Here is something that I find hard to make sense of. Suppose $X_1, X_2, ..., X_n$ are independent draws from some distribution. By AM-GM inequality, we have:
$$ \left( X_1 X_2 .. X_n \right)^\frac{1}{n} \le \frac{X_1 + X_2 +...+X_n}{n} $$
Now $E[X_1 X_2...X_n]=E[X_1]^n$ by independence with any $n$.
Also as $n \to \infty$, $\frac{X_1 + X_2 +...+X_n}{n} \to E[X_1]$ by law of large numbers.

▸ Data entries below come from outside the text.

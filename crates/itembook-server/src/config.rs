//! Server configuration
//!
//! Resolved in three layers: built-in defaults, an optional TOML file named
//! by `ITEMBOOK_CONFIG`, then individual environment overrides.
//!
//! ```toml
//! addr = "0.0.0.0:5000"
//! database = "/var/lib/itembook/data.db"
//! log_filter = "itembook_server=debug,tower_http=info"
//! ```

use std::path::{Path, PathBuf};

use serde::Deserialize;

use crate::error::ServerError;

pub const CONFIG_ENV: &str = "ITEMBOOK_CONFIG";
pub const ADDR_ENV: &str = "ITEMBOOK_ADDR";
pub const DATABASE_ENV: &str = "ITEMBOOK_DATABASE";
pub const LOG_ENV: &str = "ITEMBOOK_LOG";

#[derive(Debug, Clone, PartialEq, Deserialize)]
#[serde(default, deny_unknown_fields)]
pub struct ServerConfig {
    /// Socket address to listen on
    pub addr: String,
    /// SQLite database file
    pub database: PathBuf,
    /// `tracing-subscriber` env-filter directive
    pub log_filter: String,
}

impl Default for ServerConfig {
    fn default() -> Self {
        Self {
            addr: "127.0.0.1:5000".to_string(),
            database: PathBuf::from("data.db"),
            log_filter: "info".to_string(),
        }
    }
}

impl ServerConfig {
    /// Load from the process environment.
    pub fn load() -> Result<Self, ServerError> {
        let mut config = match std::env::var(CONFIG_ENV) {
            Ok(path) => Self::from_file(Path::new(&path))?,
            Err(_) => Self::default(),
        };
        config.apply_env(|key| std::env::var(key).ok());
        Ok(config)
    }

    pub fn from_file(path: &Path) -> Result<Self, ServerError> {
        let contents = std::fs::read_to_string(path)?;
        Self::from_toml_str(&contents)
            .map_err(|e| ServerError::Config(format!("{}: {}", path.display(), e)))
    }

    /// Parse a TOML document; missing keys keep their defaults.
    pub fn from_toml_str(contents: &str) -> Result<Self, ServerError> {
        toml::from_str(contents).map_err(|e| ServerError::Config(e.to_string()))
    }

    /// Apply environment overrides. Empty values are ignored.
    pub fn apply_env(&mut self, lookup: impl Fn(&str) -> Option<String>) {
        let get = |key: &str| lookup(key).filter(|v| !v.trim().is_empty());

        if let Some(addr) = get(ADDR_ENV) {
            self.addr = addr;
        }
        if let Some(database) = get(DATABASE_ENV) {
            self.database = PathBuf::from(database);
        }
        if let Some(filter) = get(LOG_ENV) {
            self.log_filter = filter;
        }
    }
}

#[cfg(test)]
mod tests {
    use super::*;
    use std::collections::HashMap;

    #[test]
    fn test_defaults() {
        let config = ServerConfig::default();
        assert_eq!(config.addr, "127.0.0.1:5000");
        assert_eq!(config.database, PathBuf::from("data.db"));
        assert_eq!(config.log_filter, "info");
    }

    #[test]
    fn test_partial_toml_keeps_defaults() {
        let config = ServerConfig::from_toml_str("addr = \"0.0.0.0:8080\"").unwrap();
        assert_eq!(config.addr, "0.0.0.0:8080");
        assert_eq!(config.database, PathBuf::from("data.db"));
    }

    #[test]
    fn test_invalid_toml() {
        let err = ServerConfig::from_toml_str("addr = 5").unwrap_err();
        assert!(matches!(err, ServerError::Config(_)));

        let err = ServerConfig::from_toml_str("port = 80").unwrap_err();
        assert!(matches!(err, ServerError::Config(_)));
    }

    #[test]
    fn test_env_overrides() {
        let env: HashMap<&str, &str> = [
            (ADDR_ENV, "10.0.0.1:9000"),
            (DATABASE_ENV, "/tmp/items.db"),
            (LOG_ENV, ""),
        ]
        .into_iter()
        .collect();

        let mut config = ServerConfig::default();
        config.apply_env(|key| env.get(key).map(|v| v.to_string()));

        assert_eq!(config.addr, "10.0.0.1:9000");
        assert_eq!(config.database, PathBuf::from("/tmp/items.db"));
        assert_eq!(config.log_filter, "info");
    }
}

Plug these terms into the first equation, we have:
$$E[X_1] \le E[X_1]$$ when $n \to \infty$
Note that equality of the above is only possible when $X_1 = X_2 = ... = X_n$ which is highly unlikely and irrelevant.
Can someone tell me what is going on and what I am missing?
The expectation of $\left(\frac{X_1 + X_2 +...+X_n}{n} \right)^n$ is not $E[X]^n$. For $n=2$ as an example, $$E[(X+Y)^2/4] = E[(X^2 + Y^2 + 2XY)/4] = (E[X^2] + E[X]^2)/2 = E[X]^2 + \frac{1}{2}{\rm Var}(X) \geq E[X]^2$$ if $X$ and and $Y$ are independent samples from the same distribution.
In the Edited version, the same problem moves to the other side of the claimed equation; $E[\left( X_1 X_2 .. X_n \right)^\frac{1}{n}] = E[X^{\frac{1}{n}}]^n$ is not $E[X]$.